Provided entries
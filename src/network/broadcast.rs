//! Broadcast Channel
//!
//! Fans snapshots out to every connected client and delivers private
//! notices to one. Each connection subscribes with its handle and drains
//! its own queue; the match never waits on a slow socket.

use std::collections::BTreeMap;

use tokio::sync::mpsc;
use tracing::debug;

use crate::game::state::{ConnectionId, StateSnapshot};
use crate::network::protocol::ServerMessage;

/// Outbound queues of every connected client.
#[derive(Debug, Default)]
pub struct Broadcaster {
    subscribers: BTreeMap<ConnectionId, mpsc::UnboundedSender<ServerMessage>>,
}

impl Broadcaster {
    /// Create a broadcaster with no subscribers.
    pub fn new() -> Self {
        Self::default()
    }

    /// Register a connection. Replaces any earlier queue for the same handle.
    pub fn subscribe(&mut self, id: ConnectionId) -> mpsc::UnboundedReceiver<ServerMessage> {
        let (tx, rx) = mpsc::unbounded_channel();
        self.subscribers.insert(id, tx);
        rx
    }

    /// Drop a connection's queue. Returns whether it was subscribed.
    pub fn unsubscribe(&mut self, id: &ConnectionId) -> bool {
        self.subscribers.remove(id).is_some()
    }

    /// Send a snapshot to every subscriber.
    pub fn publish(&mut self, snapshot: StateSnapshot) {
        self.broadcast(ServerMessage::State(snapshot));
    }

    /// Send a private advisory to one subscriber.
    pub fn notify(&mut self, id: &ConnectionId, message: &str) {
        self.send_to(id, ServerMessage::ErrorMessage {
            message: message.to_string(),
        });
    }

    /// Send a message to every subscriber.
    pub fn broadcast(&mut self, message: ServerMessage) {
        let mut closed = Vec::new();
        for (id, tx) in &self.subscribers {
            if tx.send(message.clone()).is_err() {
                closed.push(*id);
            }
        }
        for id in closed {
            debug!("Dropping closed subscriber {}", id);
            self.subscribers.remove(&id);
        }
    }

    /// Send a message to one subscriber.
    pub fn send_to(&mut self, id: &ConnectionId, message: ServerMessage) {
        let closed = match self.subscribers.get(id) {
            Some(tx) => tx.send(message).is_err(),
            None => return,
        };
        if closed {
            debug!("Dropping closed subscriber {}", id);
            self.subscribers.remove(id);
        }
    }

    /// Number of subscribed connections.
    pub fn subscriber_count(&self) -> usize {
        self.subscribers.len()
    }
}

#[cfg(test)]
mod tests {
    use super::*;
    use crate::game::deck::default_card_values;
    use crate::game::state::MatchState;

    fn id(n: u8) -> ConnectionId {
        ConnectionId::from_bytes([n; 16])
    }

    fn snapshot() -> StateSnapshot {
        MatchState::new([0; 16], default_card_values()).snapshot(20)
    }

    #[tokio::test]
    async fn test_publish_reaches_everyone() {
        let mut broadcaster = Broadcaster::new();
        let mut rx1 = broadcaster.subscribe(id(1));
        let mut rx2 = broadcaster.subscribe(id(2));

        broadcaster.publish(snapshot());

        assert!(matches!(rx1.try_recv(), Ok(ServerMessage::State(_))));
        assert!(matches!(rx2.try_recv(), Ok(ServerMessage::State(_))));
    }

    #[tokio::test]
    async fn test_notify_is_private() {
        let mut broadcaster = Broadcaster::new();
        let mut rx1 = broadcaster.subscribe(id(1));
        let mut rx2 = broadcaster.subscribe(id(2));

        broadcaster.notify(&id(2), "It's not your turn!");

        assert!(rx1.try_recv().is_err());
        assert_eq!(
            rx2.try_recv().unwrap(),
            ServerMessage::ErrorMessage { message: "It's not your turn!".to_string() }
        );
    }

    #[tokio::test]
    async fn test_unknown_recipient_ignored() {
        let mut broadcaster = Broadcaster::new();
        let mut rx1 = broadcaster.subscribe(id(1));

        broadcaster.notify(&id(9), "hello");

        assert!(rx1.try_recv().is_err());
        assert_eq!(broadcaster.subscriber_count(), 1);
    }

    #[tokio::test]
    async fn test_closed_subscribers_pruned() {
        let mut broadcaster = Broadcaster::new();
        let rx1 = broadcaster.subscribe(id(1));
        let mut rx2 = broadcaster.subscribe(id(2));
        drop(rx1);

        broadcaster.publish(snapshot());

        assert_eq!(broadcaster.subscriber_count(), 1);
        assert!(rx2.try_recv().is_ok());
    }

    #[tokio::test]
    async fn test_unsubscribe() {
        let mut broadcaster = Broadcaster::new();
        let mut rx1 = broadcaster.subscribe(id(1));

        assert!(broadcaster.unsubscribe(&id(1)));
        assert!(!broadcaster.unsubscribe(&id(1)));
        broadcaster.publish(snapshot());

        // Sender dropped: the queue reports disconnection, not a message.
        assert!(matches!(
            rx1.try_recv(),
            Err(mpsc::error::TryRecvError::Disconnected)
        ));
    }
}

Task prompt
Look above for the line holding "use tokio::sync::mpsc;", then set down exactly that line and every line after it up to and including the line holding "with no subscribers.", with nothing else.

Solution
use tokio::sync::mpsc;
use tracing::debug;

use crate::game::state::{ConnectionId, StateSnapshot};
use crate::network::protocol::ServerMessage;

/// Outbound queues of every connected client.
#[derive(Debug, Default)]
pub struct Broadcaster {
    subscribers: BTreeMap<ConnectionId, mpsc::UnboundedSender<ServerMessage>>,
}

impl Broadcaster {
    /// Create a broadcaster with no subscribers.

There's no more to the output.